Billy Crudup on the challenges of playing Dr. Manhattan:
There were two major obstacles. One, Dr. Manhattan is unlike anything I have a reference for. And two, how do you pretend to be the 6’4” buffed-out master of matter while you’re a
5’9, 40-year-old make-believe-playing jackass? Those were my two main obstacles and I did what I could.

Jackie Earle Haley on becoming Rorschach:
It was a blast, it was challenging, it was mind-numbing. There’s a lot to Rorschach. I studied the script, I studied the book. I had long conversations with Zack about his multiplicity, what he’s about. And actually I spent a lot of time on the websites and blogs, so I learned a lot about him from all you guys. It was also really empowering when I got into the outfit.

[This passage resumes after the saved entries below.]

//! End-to-end tests: the CLI client against a real daemon server.

use std::path::{Path, PathBuf};
use std::time::Duration;

use devlens_cli::render::{render_error_log, render_event, render_overlay};
use devlens_cli::{CliError, DaemonClient, DaemonConfig};
use devlens_core::{
    CaptureSource, ErrorReport, FetchEvent, OverlayPosition, StatusLevel,
};
use devlens_protocol::{ClientMessage, DaemonMessage, ProbeEvent};
use devlensd::cli::build_server;
use devlensd::config::FileConfig;
use tempfile::TempDir;
use tokio::time::{sleep, timeout};
use tokio_util::sync::CancellationToken;

const SOCKET_WAIT_TIMEOUT: Duration = Duration::from_millis(500);

struct Daemon {
    socket_path: PathBuf,
    cancel_token: CancellationToken,
    _temp_dir: TempDir,
}

impl Daemon {
    async fn start(config_toml: &str) -> Self {
        let temp_dir = tempfile::tempdir().unwrap();
        let socket_path = temp_dir.path().join("devlens.sock");
        let config = FileConfig::parse(config_toml).unwrap();
        let cancel_token = CancellationToken::new();

        let server = build_server(temp_dir.path(), &config, &socket_path, cancel_token.clone());
        tokio::spawn(async move {
            let _ = server.run().await;
        });

        wait_for_socket(&socket_path).await;
        Self {
            socket_path,
            cancel_token,
            _temp_dir: temp_dir,
        }
    }

    fn config(&self) -> DaemonConfig {
        DaemonConfig {
            socket_path: self.socket_path.clone(),
            max_attempts: 3,
            retry_initial_delay: Duration::from_millis(10),
            ..Default::default()
        }
    }

    async fn client(&self) -> DaemonClient {
        DaemonClient::connect(&self.config()).await.unwrap()
    }
}

impl Drop for Daemon {
    fn drop(&mut self) {
        self.cancel_token.cancel();
    }
}

async fn wait_for_socket(path: &Path) {
    let start = tokio::time::Instant::now();
    while !path.exists() && start.elapsed() < SOCKET_WAIT_TIMEOUT {
        sleep(Duration::from_millis(10)).await;
    }
    assert!(path.exists(), "daemon socket never appeared");
}

fn failed_fetch(url: &str) -> ProbeEvent {
    let mut fetch = FetchEvent::new(url, "POST");
    fetch.status = Some(500);
    fetch.duration_ms = 35.0;
    ProbeEvent::Fetch(fetch)
}

#[tokio::test]
async fn test_connect_assigns_client_id() {
    let daemon = Daemon::start("").await;
    let client = daemon.client().await;
    assert!(client.client_id().starts_with("client-"));
}

#[tokio::test]
async fn test_connect_waits_for_late_daemon() {
    let temp_dir = tempfile::tempdir().unwrap();
    let socket_path = temp_dir.path().join("late.sock");
    let config = DaemonConfig {
        socket_path: socket_path.clone(),
        max_attempts: 10,
        retry_initial_delay: Duration::from_millis(20),
        retry_max_delay: Duration::from_millis(50),
        ..Default::default()
    };

    let cancel_token = CancellationToken::new();
    let server_token = cancel_token.clone();
    let root = temp_dir.path().to_path_buf();
    tokio::spawn(async move {
        sleep(Duration::from_millis(60)).await;
        let server = build_server(&root, &FileConfig::parse("").unwrap(), &socket_path, server_token);
        let _ = server.run().await;
    });

    let mut client = DaemonClient::connect(&config).await.unwrap();
    client.ping(7).await.unwrap();
    cancel_token.cancel();
}

#[tokio::test]
async fn test_overlay_reflects_recorded_events() {
    let daemon = Daemon::start("overlay_position = \"top-left\"\n").await;
    let mut client = daemon.client().await;

    client
        .request(ClientMessage::begin_session("/checkout"))
        .await
        .unwrap();
    client
        .send(&ClientMessage::record(failed_fetch("/api/pay")))
        .await
        .unwrap();

    let (position, view) = client.overlay().await.unwrap();
    assert_eq!(position, OverlayPosition::TopLeft);
    assert_eq!(view.status_level, StatusLevel::Error);
    assert_eq!(view.recent_fetches.len(), 1);

    let text = render_overlay(position, &view);
    assert!(text.contains("/checkout"));
    assert!(text.contains("/api/pay"));
}

#[tokio::test]
async fn test_error_log_and_reset() {
    let daemon = Daemon::start("").await;
    let mut client = daemon.client().await;

    client
        .send(&ClientMessage::record(ProbeEvent::Error(ErrorReport::new(
            CaptureSource::Client,
            "hydration mismatch",
        ))))
        .await
        .unwrap();

    let snapshot = client.error_log().await.unwrap();
    assert_eq!(snapshot.errors.len(), 1);
    assert!(render_error_log(&snapshot).contains("hydration mismatch"));

    client.reset().await.unwrap();
    assert!(client.error_log().await.unwrap().errors.is_empty());
    assert!(client.runtime().await.unwrap().sessions.is_empty());
}

#[tokio::test]
async fn test_diagnostics_export_serializes() {
    let daemon = Daemon::start("").await;
    let mut client = daemon.client().await;

    let snapshot = client.diagnostics(None).await.unwrap();
    let json = serde_json::to_value(&snapshot).unwrap();
    assert!(json.get("generatedAt").is_some());
    assert!(json.get("environment").is_some());
}

#[tokio::test]
async fn test_daemon_error_reply_maps_to_cli_error() {
    let daemon = Daemon::start("").await;
    let mut client = daemon.client().await;

    match client.request(ClientMessage::connect(None)).await {
        Err(CliError::Daemon { message, .. }) => assert!(message.contains("already connected")),
        other => panic!("Expected daemon error, got {other:?}"),
    }

    // The connection stays usable.
    client.ping(2).await.unwrap();
}

#[tokio::test]
async fn test_watch_receives_broadcasts() {
    let daemon = Daemon::start("").await;
    let mut watcher = daemon.client().await;
    watcher.subscribe().await.unwrap();

    let mut producer = daemon.client().await;
    producer
        .request(ClientMessage::begin_session("/feed"))
        .await
        .unwrap();

    let message = timeout(Duration::from_secs(2), watcher.recv())
        .await
        .unwrap()
        .unwrap();
    assert!(matches!(message, DaemonMessage::SessionStarted { .. }));
    let line = render_event(&message).unwrap();
    assert!(line.contains("/feed"));
}

#[tokio::test]
async fn test_request_skips_interleaved_broadcasts() {
    let daemon = Daemon::start("").await;
    let mut client = daemon.client().await;
    client.subscribe().await.unwrap();

    client
        .request(ClientMessage::begin_session("/a"))
        .await
        .unwrap();
    client
        .request(ClientMessage::begin_session("/b"))
        .await
        .unwrap();

    let runtime = client.runtime().await.unwrap();
    assert_eq!(runtime.sessions.len(), 2);
}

Snyder on his favorite “Watchmen” character:
That’s a good question. That’s not really a fair question though. I like them all for different reasons. (The crowd boos.) Everyone likes Rorschach the best — so that rules him out. Everyone likes the Comedian because he’s a bad-ass and morally, you know. So there’s those two I can’t vote for. Also, you have the girls, which I think ‘awesome,’ but also ‘cop-out.’ Because ‘Oh wow, I like the girls best!’ I mean that seems obvious, doesn’t it? Maybe I’ll stay with the girls, I like the girls best. Fine. Thank you.

Crudup on transforming into Dr. Manhattan:
It was a lot of fitness, I had to get in shape, changing my molecules and all that. That’s stuff they don’t teach you in drama school.

Patrick Wilson on why Dan (Nite Owl II) rules:
It was pretty cool when everybody else had to get all ripped, I could sit back with a carton of Haagen-Dazs and beer and call it a day. I love Dan, I miss Dan. Even though he’s morose, down on his luck, lost, you always pull for Dan, you just do. I love the fact that the artwork (of the graphic novel) is so informative as an actor, you can see Dan’s sense of smile and you see him fighting for it. Really, every day I got in that suit was just a gift.

Snyder on what you won’t see in the movie:
Look, you’re gonna end up with some stuff that isn’t in there … I’d say the more actiony scenes that are less about the inhabitants of ’Watchmen’ for the most part.

Snyder on the welcoming of serious and seriously good comic book movies:
‘Dark Knight’ is a good movie. That’s the thing pop culture has to deal with now. These movies don’t exist just as summer popcorn mindless entertainment. They’re important, they talk about humanity, they talk about stuff that is serious. Serious filmmakers and serious actors are making comic books into cool movies. I would even like one day to see maybe Frank Miller’s ‘Dark Knight’ made into a movie.

Crudup on acting with a green screen:
It was actually much harder for people playing opposite me, with my 400 dots on my face. Malin [Akerman] laughed at it for the first week.

Jeffrey Dean Morgan on taking the Comedian home after work:
There were days I’d go home from work where I’d be, ‘Wow, that was a long day.’ I mean, the Comedian does things I wouldn’t naturally do as a person. But like Dan, we all pull for the Comedian. (The crowd howls.) Every day was a challenge. But sticking a cigar in my mouth helped. It got me in the mood to kill people.

Matthew Goode on why Adrian Veidt and his alter ego Ozymandias will have different accents in the movie:
I had two weeks off between my first scene and the next, and I had my own kind of vision quest. In that moment, I thought, wouldn’t it be really interesting, Zack, maybe it’s possible that his parents were Nazis and that he was born in Germany,  but then moved to America? So he has an American accent as agent Veidt and when he’s with the Watchmen he has a half-American half-German thing going on.

— Denise Martin

photo of the San Diego Comic-Con by Spencer Weiner / Los Angeles Times

More in: Uncategorized, Watchmen


One Response to Comic-Con: ‘Watchmen’ arrives

  1. Daniel Brin says:

    Probably, Matthew Goode said "Adrian Veidt" instead of "Agent Veidt."
    I'd hoped that "Watchmen" would be produced as a 12-episode HBO miniseries, each episode being 60 minutes long. That would conform with Alan Moore's rigid 12-part, clock-themed format. Then I had a fantasy that Zack Snyder would eventually release a 12-hour "extended version" of the movie. That could still happen if "Watchmen" turns out to be the culture phenomenon I expect it to be.